Dataset excerpts:

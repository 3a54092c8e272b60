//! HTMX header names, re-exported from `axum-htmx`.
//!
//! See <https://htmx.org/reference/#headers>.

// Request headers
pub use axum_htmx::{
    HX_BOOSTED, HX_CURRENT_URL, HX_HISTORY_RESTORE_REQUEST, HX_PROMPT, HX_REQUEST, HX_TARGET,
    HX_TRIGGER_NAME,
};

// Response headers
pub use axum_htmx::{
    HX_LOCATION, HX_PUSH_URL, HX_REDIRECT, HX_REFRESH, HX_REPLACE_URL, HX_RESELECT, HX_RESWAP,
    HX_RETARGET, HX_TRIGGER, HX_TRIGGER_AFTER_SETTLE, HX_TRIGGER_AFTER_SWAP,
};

* [ASSIGNMENT] May I have the entries returned exactly, with every line in place?

* [EXERCISE RESPONSE]
repository 3a54092c8e272b60
//! HTMX header names, re-exported from `axum-htmx`.
//!
//! See <https://htmx.org/reference/#headers>.

// Request headers
pub use axum_htmx::{
    HX_BOOSTED, HX_CURRENT_URL, HX_HISTORY_RESTORE_REQUEST, HX_PROMPT, HX_REQUEST, HX_TARGET,
    HX_TRIGGER_NAME,
};

// Response headers
pub use axum_htmx::{
    HX_LOCATION, HX_PUSH_URL, HX_REDIRECT, HX_REFRESH, HX_REPLACE_URL, HX_RESELECT, HX_RESWAP,
    HX_RETARGET, HX_TRIGGER, HX_TRIGGER_AFTER_SETTLE, HX_TRIGGER_AFTER_SWAP,
};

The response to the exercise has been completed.